Beloved, out of the fact that future destiny is in God’s hands grows the God-given expectation of divine judgment. What mortals cannot know about the future, God by revelations can and does make known.
PRAYER FOR THE DAY:
Precious Abba, though we may not always understand exactly what to expect next, we believers of Jesus Christ can always depend upon God our Father, to lead us confidently and boldly, towards the kingdom of heaven. It is a matter of letting go and allowing God to take our hands to deliver us safely to where we need to be and at the right time. It is in Jesus’ precious name that we pray. Amen
THOUGHT OF THE DAY:
“Forgiving is not hurting, when others hurt us.”
“I baptize you with water for repentance. But after me will come one who is more powerful than I, whose sandals I am not fit to carry. He will baptize you with the Holy Spirit and with fire. His winnowing fork is in his hand, and he will clear his threshing floor, gathering his wheat into the barn and burning up the chaff with unquenchable fire.” (Matthew 3:11–12)
The baptism of fire could be related to the Spirit’s coming at Pentecost. However, many believe it refers to future judgment. If so, this statement about Christ’s work is given without regard for the interval between His firs and second comings.
Then the baptism to be performed by Christ is twofold: a Spirit baptism and a judgment baptism. The first of these relates to His first coming and His present work through the Spirit in believers. The second refers to future judgment upon the wicked (Malachi 4:1). Jesus’ coming was good news. Part of the good news is His assurance of the final destruction of evil.
“But the one who does not know and does thing deserving punishment will be beaten with few blows. From everyone who has been given much, much will be demanded and from the one who has been entrusted with much, much more will be asked.” (Luke 12:48)

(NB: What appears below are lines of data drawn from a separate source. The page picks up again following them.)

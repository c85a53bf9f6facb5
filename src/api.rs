//! HTTP request handlers

use std::sync::Arc;

use axum::{
    extract::{Path, Query, State},
    http::StatusCode,
    response::{IntoResponse, Response},
    routing::{get, post},
    Json, Router,
};
use serde::{Deserialize, Serialize};
use tracing::{error, info};

use crate::{
    config::AppConfig,
    database::Database,
    errors::TrackerError,
    ingest,
    models::{PortRecord, VesselName, VesselTrack},
    proximity::{resolve_port, ProximityQuery, ProximityResult},
    tracks::Segmentation,
};

pub struct AppState {
    pub database: Database,
    pub config: AppConfig,
    pub segmentation: Segmentation,
}

impl AppState {
    pub fn new(database: Database, config: AppConfig) -> Result<Self, TrackerError> {
        let segmentation = config.ingest.segmentation()?;
        Ok(Self {
            database,
            config,
            segmentation,
        })
    }
}

#[derive(Debug, Deserialize)]
pub struct VisitedShipsParams {
    #[serde(rename = "portName")]
    pub port_name: String,
    pub radius: Option<f64>,
}

#[derive(Debug, Serialize)]
pub struct PopulateResponse {
    pub message: String,
    pub stored: u64,
}

#[derive(Debug, Serialize)]
struct ErrorBody {
    error: String,
}

/// Errors surfaced to HTTP clients
#[derive(Debug)]
pub enum ApiError {
    NotFound(String),
    Tracker(TrackerError),
}

impl From<TrackerError> for ApiError {
    fn from(e: TrackerError) -> Self {
        ApiError::Tracker(e)
    }
}

impl IntoResponse for ApiError {
    fn into_response(self) -> Response {
        let (status, message) = match self {
            ApiError::NotFound(message) => (StatusCode::NOT_FOUND, message),
            ApiError::Tracker(e @ TrackerError::InvalidRadius(_))
            | ApiError::Tracker(e @ TrackerError::InvalidVesselName(_)) => {
                (StatusCode::BAD_REQUEST, e.to_string())
            }
            ApiError::Tracker(e) => {
                error!("Request failed: {}", e);
                (
                    StatusCode::INTERNAL_SERVER_ERROR,
                    "Internal Server Error".to_string(),
                )
            }
        };

        (status, Json(ErrorBody { error: message })).into_response()
    }
}

pub fn router(state: Arc<AppState>) -> Router {
    Router::new()
        .route("/healthz", get(health_check))
        .route("/visited_ships", get(visited_ships))
        .route("/populate_data_ship", post(populate_ships))
        .route("/populate_data_port", post(populate_ports))
        .route("/ships", get(list_ships))
        .route("/ships/:ship_name", get(get_ship))
        .route("/ports", get(list_ports))
        .route("/ports/:search_term", get(search_port))
        .with_state(state)
}

/// Health check endpoint
pub async fn health_check() -> &'static str {
    "ok"
}

/// Vessels whose tracks pass within a radius of a port
///
/// An unknown port yields an empty list.
pub async fn visited_ships(
    State(state): State<Arc<AppState>>,
    Query(params): Query<VisitedShipsParams>,
) -> Result<Json<Vec<VesselTrack>>, ApiError> {
    let query = ProximityQuery::new(
        params.port_name,
        params.radius.or(Some(state.config.query.default_radius_m)),
    );

    let ports = state.database.ports().await?;
    let tracks = state.database.tracks().await?;

    let result = query.run(&ports, &tracks)?;
    if let ProximityResult::PortNotFound = result {
        info!("Port {} not found", query.port_name);
    }

    Ok(Json(result.into_vessels().into_iter().cloned().collect()))
}

/// Build tracks from the configured ship file and replace stored tracks
pub async fn populate_ships(
    State(state): State<Arc<AppState>>,
) -> Result<Json<PopulateResponse>, ApiError> {
    let tracks =
        ingest::load_ship_tracks(&state.config.ingest.ships_csv, &state.segmentation).await?;
    let stored = state.database.replace_tracks(tracks.values()).await?;

    Ok(Json(PopulateResponse {
        message: "ship data was added successfully".to_string(),
        stored,
    }))
}

/// Append ports from the configured port file
pub async fn populate_ports(
    State(state): State<Arc<AppState>>,
) -> Result<Json<PopulateResponse>, ApiError> {
    let ports = ingest::load_ports(&state.config.ingest.ports_csv).await?;
    let stored = state.database.insert_ports(&ports).await?;

    Ok(Json(PopulateResponse {
        message: "port data was added successfully".to_string(),
        stored,
    }))
}

pub async fn list_ships(
    State(state): State<Arc<AppState>>,
) -> Result<Json<Vec<VesselName>>, ApiError> {
    Ok(Json(state.database.vessel_names().await?))
}

pub async fn get_ship(
    State(state): State<Arc<AppState>>,
    Path(ship_name): Path<String>,
) -> Result<Json<VesselTrack>, ApiError> {
    let vessel = VesselName::try_from(ship_name)?;
    state
        .database
        .track(&vessel)
        .await?
        .map(Json)
        .ok_or_else(|| ApiError::NotFound(format!("Ship {} not found", vessel)))
}

pub async fn list_ports(
    State(state): State<Arc<AppState>>,
) -> Result<Json<Vec<PortRecord>>, ApiError> {
    Ok(Json(state.database.ports().await?))
}

/// First port whose name contains the search term
pub async fn search_port(
    State(state): State<Arc<AppState>>,
    Path(search_term): Path<String>,
) -> Result<Json<PortRecord>, ApiError> {
    let ports = state.database.ports().await?;
    resolve_port(&search_term, &ports)
        .cloned()
        .map(Json)
        .ok_or_else(|| ApiError::NotFound("Port not found".to_string()))
}
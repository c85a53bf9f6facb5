//! Port passage service

use std::future::IntoFuture;
use std::sync::Arc;

use port_passage::{
    api::{self, AppState},
    config::AppConfig,
    database::Database,
    errors::TrackerError,
};
use tokio::signal;
use tracing::{error, info};

#[tokio::main]
async fn main() -> Result<(), TrackerError> {
    #[cfg(feature = "dotenvy")]
    dotenvy::dotenv().ok();

    tracing_subscriber::fmt()
        .with_env_filter(tracing_subscriber::EnvFilter::from_default_env())
        .init();

    // Defaults, then config/default.toml, then PORTPASSAGE__* environment variables
    let config = AppConfig::load()?;
    config.validate()?;

    let database = Database::connect(&config.database).await?;

    let listener = tokio::net::TcpListener::bind(config.server.bind_address).await?;
    info!("Listening on {}", config.server.bind_address);

    let state = Arc::new(AppState::new(database, config)?);
    let router = api::router(state);

    let shutdown_signal = signal::ctrl_c();

    tokio::select! {
        result = axum::serve(listener, router).into_future() => {
            if let Err(e) = result {
                error!("Server error: {}", e);
                return Err(e.into());
            }
            info!("Server completed");
        }
        _ = shutdown_signal => {
            info!("Received shutdown signal");
        }
    }

    Ok(())
}
//! Track segmentation
//!
//! Reports are grouped per vessel, ordered by time and split into two
//! trailing windows anchored at the vessel's end timestamp. Consecutive
//! reports with identical coordinates are collapsed into one route point.

use std::collections::BTreeMap;

use chrono::{DateTime, TimeDelta, Utc};
use serde::Deserialize;
use tracing::{debug, warn};

use crate::models::{PositionReport, RoutePoint, ShipRow, VesselName, VesselTrack};

/// How the window boundary `end` is chosen for a vessel
#[derive(Debug, Clone, Copy, PartialEq, Eq, Default, Deserialize)]
#[serde(rename_all = "snake_case")]
pub enum EndAnchor {
    /// `end` is the latest report timestamp of the vessel
    #[default]
    LatestReport,
    /// `end` is the timestamp of the first report seen for the vessel in
    /// input order. Depends on file order; kept for compatibility with
    /// data sets produced by the legacy importer.
    FirstSeen,
}

/// Window widths and anchoring for track segmentation
#[derive(Debug, Clone, Copy, PartialEq, Eq)]
pub struct Segmentation {
    pub recent_window: TimeDelta,
    pub prior_window: TimeDelta,
    pub end_anchor: EndAnchor,
}

impl Default for Segmentation {
    fn default() -> Self {
        Self {
            recent_window: TimeDelta::days(2),
            prior_window: TimeDelta::days(7),
            end_anchor: EndAnchor::default(),
        }
    }
}

#[derive(Debug, Default)]
struct VesselReports {
    first_seen: Option<DateTime<Utc>>,
    reports: Vec<(DateTime<Utc>, RoutePoint)>,
}

/// Accumulates reports of a batch, vessel by vessel
///
/// Fold input rows into the accumulator with [`TrackAccumulator::push`] or
/// [`TrackAccumulator::push_row`], then call [`TrackAccumulator::finish`]
/// once the input is exhausted.
#[derive(Debug, Default)]
pub struct TrackAccumulator {
    segmentation: Segmentation,
    vessels: BTreeMap<VesselName, VesselReports>,
    skipped: usize,
}

impl TrackAccumulator {
    pub fn new(segmentation: Segmentation) -> Self {
        Self {
            segmentation,
            vessels: BTreeMap::new(),
            skipped: 0,
        }
    }

    /// Add a parsed report. Reports without a finite position are dropped,
    /// but still register their vessel.
    pub fn push(&mut self, report: PositionReport) {
        let position = report.position();
        let finite = report.has_finite_position();
        let entry = self.vessels.entry(report.vessel).or_default();

        if !finite {
            warn!(
                "Skipping report at {} due to non-finite position ({}, {})",
                report.timestamp, position.lon, position.lat
            );
            self.skipped += 1;
            return;
        }

        entry.first_seen.get_or_insert(report.timestamp);
        entry.reports.push((report.timestamp, position));
    }

    /// Add a raw file row. Malformed rows are logged and skipped.
    pub fn push_row(&mut self, row: ShipRow) {
        if let Some(vessel) = row
            .vessel
            .as_deref()
            .and_then(|name| VesselName::try_from(name).ok())
        {
            self.vessels.entry(vessel).or_default();
        }

        match PositionReport::try_from(row) {
            Ok(report) => self.push(report),
            Err(e) => {
                warn!("Skipping ship row: {}", e);
                self.skipped += 1;
            }
        }
    }

    /// Number of rows dropped so far
    pub fn skipped(&self) -> usize {
        self.skipped
    }

    /// Segment every vessel seen so far
    pub fn finish(self) -> BTreeMap<VesselName, VesselTrack> {
        let segmentation = self.segmentation;
        debug!(
            "Segmenting {} vessels, {} rows skipped",
            self.vessels.len(),
            self.skipped
        );

        self.vessels
            .into_iter()
            .map(|(vessel, reports)| {
                let track = segment(vessel.clone(), reports, &segmentation);
                (vessel, track)
            })
            .collect()
    }
}

/// Build tracks for every vessel in a batch of reports
pub fn build_tracks<I>(
    reports: I,
    segmentation: &Segmentation,
) -> BTreeMap<VesselName, VesselTrack>
where
    I: IntoIterator<Item = PositionReport>,
{
    reports
        .into_iter()
        .fold(TrackAccumulator::new(*segmentation), |mut acc, report| {
            acc.push(report);
            acc
        })
        .finish()
}

/// Start of the window ending at `end`, clamped to the earliest representable instant
fn window_start(end: DateTime<Utc>, window: TimeDelta) -> DateTime<Utc> {
    end.checked_sub_signed(window).unwrap_or_else(|| {
        debug!("Window of {} before {} underflows, clamping", window, end);
        DateTime::<Utc>::MIN_UTC
    })
}

fn segment(
    vessel: VesselName,
    mut vessel_reports: VesselReports,
    segmentation: &Segmentation,
) -> VesselTrack {
    let mut track = VesselTrack::empty(vessel);

    let end = match segmentation.end_anchor {
        EndAnchor::LatestReport => vessel_reports.reports.iter().map(|(t, _)| *t).max(),
        EndAnchor::FirstSeen => vessel_reports.first_seen,
    };
    let Some(end) = end else {
        return track;
    };

    let recent_start = window_start(end, segmentation.recent_window);
    let prior_start = window_start(end, segmentation.prior_window);

    // Stable, so equal timestamps keep their input order
    vessel_reports.reports.sort_by_key(|(timestamp, _)| *timestamp);

    // One cursor across both windows: a point equal to the last report
    // considered is dropped even when that report fell in the other window.
    let mut cursor: Option<RoutePoint> = None;
    for (timestamp, point) in vessel_reports.reports {
        let moved = cursor != Some(point);
        if moved && timestamp >= recent_start && timestamp < end {
            track.recent_segment.push(point);
        } else if moved && timestamp >= prior_start && timestamp < recent_start {
            track.prior_segment.push(point);
        }
        cursor = Some(point);
    }

    track
}
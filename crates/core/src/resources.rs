//! Locating and reading the segmentation resources.

use std::path::{Path, PathBuf};

use crate::error::{FinnSyllError, Result};

/// Environment variable overriding the resource directory.
pub const DATA_DIR_ENV: &str = "FINNSYLL_DATA_DIR";

/// Morph lexicon file name.
pub const MORPHS_FILE: &str = "finnsyll-morphs.txt";

/// N-gram table file name.
pub const NGRAMS_FILE: &str = "finnsyll-ngrams.json";

/// Get the default resource directory.
///
/// Uses `FINNSYLL_DATA_DIR` if set, otherwise `~/.local/share/finnsyll`.
pub fn data_dir() -> PathBuf {
    if let Ok(dir) = std::env::var(DATA_DIR_ENV) {
        return PathBuf::from(dir);
    }
    let home = std::env::var("HOME").unwrap_or_else(|_| "/tmp".to_string());
    PathBuf::from(home).join(".local").join("share").join("finnsyll")
}

/// An explicit directory wins over [`data_dir`].
pub fn resolve_data_dir(explicit: Option<&Path>) -> PathBuf {
    explicit.map(Path::to_path_buf).unwrap_or_else(data_dir)
}

pub fn morphs_path(dir: &Path) -> PathBuf {
    dir.join(MORPHS_FILE)
}

pub fn ngrams_path(dir: &Path) -> PathBuf {
    dir.join(NGRAMS_FILE)
}

/// Read a resource file as UTF-8 text.
pub fn read_resource(path: &Path) -> Result<String> {
    log::debug!("Reading {}", path.display());
    std::fs::read_to_string(path).map_err(|source| FinnSyllError::Io {
        path: path.to_path_buf(),
        source,
    })
}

One principle of divine judgment is that of proportional responsibility. Levels of punishment will be fitted to variations of opportunity, thus to degrees of accountability. Premeditated or high-handed sins have always been deserving of greater punishment than unwitting sins (Numbers 15:22-32). The result of this principle is that there are to be degrees of punishment and reward.
SECOND THOUGHT of the DAY:
“For just as the Father raises the dead and gives them life, even so the Son gives life to whom he is pleased to give it. Moreover, the Father judges no one, but has entrusted all judgment to the Son, that all may honor the Son just as they honor the Father. He who does not honor the Son does not honor the Father, who sent him. I tell you the truth, whoever hears my word and believes him who sent me has eternal life and will not be condemned; he has crossed over from death to life.” (John5:21-24)
Jesus’ claim to be the unique Son of God the Father and insisted that He was given the same power over death that the Father has (v 21). That power over physical death provides hope to believers to be faithful to their Lord even in the face of persecution by those who can kill the body. This power over death is of crucial important to a Christian view of death. Among the greater works of Jesus is His power to give spiritual life in the present time, which continues into eternity (v 24).
This power is commensurate with Christ’s power to raise the dead. Spiritual life begins at the point of conversion and transcends death. Another of Jesus’ greater works is that of judgment. The power over physical and spiritual life and the Resurrection and judgment are closely connected eschatological (end times) events. The first of these was foreshadowed in Jesus’ earthly ministry by the quickening to life in spiritual birth, The future judgment was foreshadowed in Jesus’ temporal judgment in the condemnation of the religiously unrighteous and hypocritical in His earth life.